The 2006 Canoe Slalom World Cup was a series of eight races in 4 canoeing and kayaking categories organized by the International Canoe Federation (ICF). It was the 19th edition. The series consisted of 4 continental championships (European, Pan American, Oceania and Asian), 3 world cup races and the world championships.

Calendar

Final standings 

The winner of each world cup race was awarded 30 points. Semifinalists were guaranteed at least 5 points and paddlers eliminated in heats received 2 points each. The continental championships had a lesser status with the winner earning 20 points, semifinalists at least 2 points and all others were awarded 1 point for participation. Because the continental championships were not open to all countries, every athlete could only compete in one of them. The world championships points scale was the same as for the world cups multiplied by a factor of 1.5. That meant the world champion earned 45 points, semifinalists got at least 7.5 points and paddlers eliminated in heats received 3 points apiece. If two or more athletes or boats were equal on points, the ranking was determined by their positions at the world championships.

Results

Oceania Championships 2006 

The Oceania Championships took place in Mangahao, New Zealand from 25 to 26 February.

World Cup Race 1 

World Cup Race 1 took place at the Hellinikon Olympic Canoe/Kayak Slalom Centre in Athens, Greece from 27 to 28 May.

World Cup Race 2 

World Cup Race 2 took place at the Augsburg Eiskanal, Germany from 2 to 4 June.

World Cup Race 3 

World Cup Race 3 took place at the Segre Olympic Park in La Seu d'Urgell, Spain from 10 to 11 June.

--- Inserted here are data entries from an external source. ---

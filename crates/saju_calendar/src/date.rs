//! Plain calendar date values exchanged with a [`CalendarService`](crate::CalendarService).

use serde::{Deserialize, Serialize};

use crate::gregorian::days_in_month;

/// A Gregorian (solar) calendar date.
#[derive(Debug, Clone, Copy, PartialEq, Eq, PartialOrd, Ord, Hash, Serialize, Deserialize)]
pub struct SolarDate {
    pub year: i32,
    pub month: u32,
    pub day: u32,
}

impl SolarDate {
    pub const fn new(year: i32, month: u32, day: u32) -> Self {
        Self { year, month, day }
    }

    /// Whether the date exists in the Gregorian calendar.
    pub fn is_valid(&self) -> bool {
        days_in_month(self.year, self.month).is_some_and(|max| (1..=max).contains(&self.day))
    }
}

impl std::fmt::Display for SolarDate {
    fn fmt(&self, f: &mut std::fmt::Formatter<'_>) -> std::fmt::Result {
        write!(f, "{:04}-{:02}-{:02}", self.year, self.month, self.day)
    }
}

/// A Chinese lunisolar calendar date (non-leap month).
#[derive(Debug, Clone, Copy, PartialEq, Eq, Hash, Serialize, Deserialize)]
pub struct LunarDate {
    pub year: i32,
    pub month: u32,
    pub day: u32,
}

impl LunarDate {
    pub const fn new(year: i32, month: u32, day: u32) -> Self {
        Self { year, month, day }
    }
}

impl std::fmt::Display for LunarDate {
    fn fmt(&self, f: &mut std::fmt::Formatter<'_>) -> std::fmt::Result {
        write!(f, "L{:04}-{:02}-{:02}", self.year, self.month, self.day)
    }
}
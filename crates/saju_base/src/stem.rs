//! The ten heavenly stems (천간 / 天干).

use serde::Serialize;

use crate::element::{Element, Polarity};

/// The 10 heavenly stems, in cycle order starting from 甲.
#[derive(Debug, Clone, Copy, PartialEq, Eq, Hash, Serialize)]
#[serde(rename_all = "snake_case")]
pub enum HeavenlyStem {
    Gap,
    Eul,
    Byeong,
    Jeong,
    Mu,
    Gi,
    Gyeong,
    Sin,
    Im,
    Gye,
}

/// All 10 stems in order (0 = 甲, 9 = 癸).
pub const ALL_STEMS: [HeavenlyStem; 10] = [
    HeavenlyStem::Gap,
    HeavenlyStem::Eul,
    HeavenlyStem::Byeong,
    HeavenlyStem::Jeong,
    HeavenlyStem::Mu,
    HeavenlyStem::Gi,
    HeavenlyStem::Gyeong,
    HeavenlyStem::Sin,
    HeavenlyStem::Im,
    HeavenlyStem::Gye,
];

const STEM_CHARS: [char; 10] = ['甲', '乙', '丙', '丁', '戊', '己', '庚', '辛', '壬', '癸'];
const STEM_KOREAN: [char; 10] = ['갑', '을', '병', '정', '무', '기', '경', '신', '임', '계'];
const STEM_NAMES: [&str; 10] = [
    "Gap", "Eul", "Byeong", "Jeong", "Mu", "Gi", "Gyeong", "Sin", "Im", "Gye",
];

impl HeavenlyStem {
    /// Stem at `index` (0..9).
    pub const fn from_index(index: u8) -> Option<Self> {
        if index < 10 {
            Some(ALL_STEMS[index as usize])
        } else {
            None
        }
    }

    /// 0-based index (甲=0 .. 癸=9).
    pub const fn index(self) -> u8 {
        self as u8
    }

    /// Chinese character (甲, 乙, ...).
    pub const fn character(self) -> char {
        STEM_CHARS[self as usize]
    }

    /// Korean reading (갑, 을, ...).
    pub const fn korean(self) -> char {
        STEM_KOREAN[self as usize]
    }

    /// Romanized Korean name.
    pub const fn name(self) -> &'static str {
        STEM_NAMES[self as usize]
    }

    /// Element: each element governs a consecutive yang/yin pair.
    pub const fn element(self) -> Element {
        match self {
            Self::Gap | Self::Eul => Element::Wood,
            Self::Byeong | Self::Jeong => Element::Fire,
            Self::Mu | Self::Gi => Element::Earth,
            Self::Gyeong | Self::Sin => Element::Metal,
            Self::Im | Self::Gye => Element::Water,
        }
    }

    pub const fn polarity(self) -> Polarity {
        Polarity::of_index(self.index())
    }
}

impl std::fmt::Display for HeavenlyStem {
    fn fmt(&self, f: &mut std::fmt::Formatter<'_>) -> std::fmt::Result {
        write!(f, "{}", self.character())
    }
}
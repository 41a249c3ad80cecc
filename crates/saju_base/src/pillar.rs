//! Pillars (stem + branch pairs) and their construction.
//!
//! Year, month and day pillars come straight from the calendar
//! collaborator. The hour pillar is computed here: the hour selects a
//! two-hour branch slot, and the day stem selects the stem that opens
//! the day's 12-slot cycle ("Five-Rat" rule).

use serde::ser::{Serialize, SerializeStruct, Serializer};
use tracing::debug;

use saju_calendar::{CalendarError, CalendarService, CycleIndices, SolarDate};

use crate::branch::{ALL_BRANCHES, EarthlyBranch};
use crate::stem::{ALL_STEMS, HeavenlyStem};

/// Opening hour stem of the 子 slot, indexed by `day_stem mod 5`.
const FIVE_RAT_START: [u8; 5] = [0, 2, 4, 6, 8];

/// A stem/branch pair of equal polarity.
#[derive(Debug, Clone, Copy, PartialEq, Eq, Hash)]
pub struct Pillar {
    stem: HeavenlyStem,
    branch: EarthlyBranch,
}

impl Pillar {
    /// Pair a stem and a branch. Mixed polarity never occurs in the
    /// sexagenary cycle and is rejected.
    pub const fn new(stem: HeavenlyStem, branch: EarthlyBranch) -> Option<Self> {
        if stem.index() % 2 != branch.index() % 2 {
            return None;
        }
        Some(Self { stem, branch })
    }

    /// Pillar from raw indices (stem 0..9, branch 0..11).
    pub const fn from_indices(stem: u8, branch: u8) -> Option<Self> {
        match (HeavenlyStem::from_index(stem), EarthlyBranch::from_index(branch)) {
            (Some(s), Some(b)) => Self::new(s, b),
            _ => None,
        }
    }

    /// Pillar at position `index` (0 = 甲子 .. 59 = 癸亥) of the cycle.
    pub const fn from_cycle_index(index: u8) -> Option<Self> {
        if index >= 60 {
            return None;
        }
        Self::from_indices(index % 10, index % 12)
    }

    pub const fn stem(self) -> HeavenlyStem {
        self.stem
    }

    pub const fn branch(self) -> EarthlyBranch {
        self.branch
    }

    pub const fn stem_index(self) -> u8 {
        self.stem.index()
    }

    pub const fn branch_index(self) -> u8 {
        self.branch.index()
    }

    /// Position in the 60-cycle (0..59).
    pub const fn cycle_index(self) -> u8 {
        (6 * self.stem_index() as i16 - 5 * self.branch_index() as i16).rem_euclid(60) as u8
    }

    /// Chinese name, e.g. `甲子`.
    pub fn name(self) -> String {
        [self.stem.character(), self.branch.character()]
            .iter()
            .collect()
    }

    /// Korean name, e.g. `갑자`.
    pub fn korean(self) -> String {
        [self.stem.korean(), self.branch.korean()].iter().collect()
    }
}

impl From<CycleIndices> for Pillar {
    fn from(idx: CycleIndices) -> Self {
        // CycleIndices guarantees range and equal polarity.
        Self {
            stem: ALL_STEMS[idx.stem() as usize],
            branch: ALL_BRANCHES[idx.branch() as usize],
        }
    }
}

impl std::fmt::Display for Pillar {
    fn fmt(&self, f: &mut std::fmt::Formatter<'_>) -> std::fmt::Result {
        write!(f, "{}{}", self.stem.character(), self.branch.character())
    }
}

impl Serialize for Pillar {
    fn serialize<S: Serializer>(&self, serializer: S) -> Result<S::Ok, S::Error> {
        let mut s = serializer.serialize_struct("Pillar", 5)?;
        s.serialize_field("stem_index", &self.stem_index())?;
        s.serialize_field("branch_index", &self.branch_index())?;
        s.serialize_field("stem", &self.stem)?;
        s.serialize_field("branch", &self.branch)?;
        s.serialize_field("name", &self.name())?;
        s.end()
    }
}

/// The four pillars of a birth moment.
#[derive(Debug, Clone, Copy, PartialEq, Eq, Hash, serde::Serialize)]
pub struct FourPillars {
    pub year: Pillar,
    pub month: Pillar,
    pub day: Pillar,
    pub hour: Pillar,
}

impl FourPillars {
    /// Pillars in year, month, day, hour order.
    pub const fn pillars(&self) -> [Pillar; 4] {
        [self.year, self.month, self.day, self.hour]
    }

    /// The day stem, anchor of the day-master evaluation.
    pub const fn day_stem(&self) -> HeavenlyStem {
        self.day.stem
    }

    /// Zodiac animal of the (sexagenary) birth year.
    pub const fn zodiac_animal(&self) -> &'static str {
        self.year.branch.animal()
    }
}

impl std::fmt::Display for FourPillars {
    fn fmt(&self, f: &mut std::fmt::Formatter<'_>) -> std::fmt::Result {
        write!(f, "{} {} {} {}", self.year, self.month, self.day, self.hour)
    }
}

/// Year pillar from the calendar collaborator.
pub fn build_year_pillar<C: CalendarService>(
    calendar: &C,
    date: SolarDate,
) -> Result<Pillar, CalendarError> {
    let pillar = Pillar::from(calendar.year_indices(date)?);
    debug!(%date, pillar = %pillar, "year pillar");
    Ok(pillar)
}

/// Month pillar from the calendar collaborator.
pub fn build_month_pillar<C: CalendarService>(
    calendar: &C,
    date: SolarDate,
) -> Result<Pillar, CalendarError> {
    let pillar = Pillar::from(calendar.month_indices(date)?);
    debug!(%date, pillar = %pillar, "month pillar");
    Ok(pillar)
}

/// Day pillar from the calendar collaborator. `date` is always Gregorian.
pub fn build_day_pillar<C: CalendarService>(
    calendar: &C,
    date: SolarDate,
) -> Result<Pillar, CalendarError> {
    let pillar = Pillar::from(calendar.day_indices(date)?);
    debug!(%date, pillar = %pillar, "day pillar");
    Ok(pillar)
}

/// Branch owning `hour` (0..23). Hours 23 and 0 both map to 子.
pub const fn hour_branch(hour: u32) -> Option<EarthlyBranch> {
    if hour > 23 {
        return None;
    }
    EarthlyBranch::from_index((((hour + 1) / 2) % 12) as u8)
}

/// Stem of the 子 hour on a day with stem `day_stem` ("Five-Rat" rule).
///
/// 甲/己 → 甲, 乙/庚 → 丙, 丙/辛 → 戊, 丁/壬 → 庚, 戊/癸 → 壬.
pub const fn hour_start_stem(day_stem: HeavenlyStem) -> HeavenlyStem {
    ALL_STEMS[FIVE_RAT_START[(day_stem.index() % 5) as usize] as usize]
}

/// Hour pillar for `hour` (0..23) on a day with stem `day_stem`.
pub fn build_hour_pillar(day_stem: HeavenlyStem, hour: u32) -> Option<Pillar> {
    let branch = hour_branch(hour)?;
    let start = hour_start_stem(day_stem);
    let stem = ALL_STEMS[((start.index() + branch.index()) % 10) as usize];
    // Even start stem: stem parity follows branch parity.
    let pillar = Pillar { stem, branch };
    debug!(day_stem = %day_stem, hour, pillar = %pillar, "hour pillar");
    Some(pillar)
}
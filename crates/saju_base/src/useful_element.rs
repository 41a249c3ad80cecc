//! Useful (beneficial) and harmful elements derived from status tags.

use serde::ser::{Serialize, Serializer};
use tracing::debug;

use crate::element::{ALL_ELEMENTS, Element};
use crate::element_analysis::{ElementDistribution, ElementStatus};

/// Elements that would strengthen the chart.
#[derive(Debug, Clone, PartialEq, Eq)]
pub enum Beneficial {
    /// Elements tagged none or deficient, in generating order. Never empty.
    Elements(Vec<Element>),
    /// No element is lacking.
    AlreadyBalanced,
}

impl Serialize for Beneficial {
    fn serialize<S: Serializer>(&self, serializer: S) -> Result<S::Ok, S::Error> {
        match self {
            Self::Elements(elements) => elements.serialize(serializer),
            Self::AlreadyBalanced => serializer.serialize_str("already_balanced"),
        }
    }
}

/// Useful-element recommendation for a chart.
#[derive(Debug, Clone, PartialEq, Eq, serde::Serialize)]
pub struct UsefulElements {
    pub beneficial: Beneficial,
    /// Elements tagged excessive.
    pub detrimental: Vec<Element>,
}

impl UsefulElements {
    pub fn is_balanced(&self) -> bool {
        self.beneficial == Beneficial::AlreadyBalanced
    }
}

/// Recommend elements from the distribution's status tags.
pub fn advise_useful_elements(distribution: &ElementDistribution) -> UsefulElements {
    let lacking: Vec<Element> = ALL_ELEMENTS
        .into_iter()
        .filter(|&e| distribution.status(e).is_lacking())
        .collect();
    let detrimental: Vec<Element> = ALL_ELEMENTS
        .into_iter()
        .filter(|&e| distribution.status(e) == ElementStatus::Excessive)
        .collect();
    debug!(?lacking, ?detrimental, "useful elements");
    let beneficial = if lacking.is_empty() {
        Beneficial::AlreadyBalanced
    } else {
        Beneficial::Elements(lacking)
    };
    UsefulElements {
        beneficial,
        detrimental,
    }
}

#[cfg(test)]
mod tests {
    use super::*;

    #[test]
    fn lacking_and_excessive() {
        // wood 4, fire 1, earth 1, metal 0, water 2
        let u = advise_useful_elements(&ElementDistribution::from_counts([4, 1, 1, 0, 2]));
        assert_eq!(
            u.beneficial,
            Beneficial::Elements(vec![Element::Fire, Element::Earth, Element::Metal])
        );
        assert_eq!(u.detrimental, vec![Element::Wood]);
        assert!(!u.is_balanced());
    }

    #[test]
    fn balanced_sentinel_when_nothing_lacks() {
        let u = advise_useful_elements(&ElementDistribution::from_counts([2, 2, 2, 2, 2]));
        assert_eq!(u.beneficial, Beneficial::AlreadyBalanced);
        assert!(u.detrimental.is_empty());
        assert!(u.is_balanced());
    }

    #[test]
    fn developed_is_neither_useful_nor_harmful() {
        let u = advise_useful_elements(&ElementDistribution::from_counts([3, 3, 2, 0, 0]));
        assert_eq!(
            u.beneficial,
            Beneficial::Elements(vec![Element::Metal, Element::Water])
        );
        assert!(u.detrimental.is_empty());
    }
}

2006 European Championships 

The European Championships took place in L'Argentière-la-Bessée, France from 30 June to 2 July.

2006 World Championships 

The World Championships took place at the Prague-Troja Canoeing Centre, Czech Republic from 3 to 6 August.

2006 Pan American Championships 

The Pan American Championships took place in Madawaska, Ontario on 20 August.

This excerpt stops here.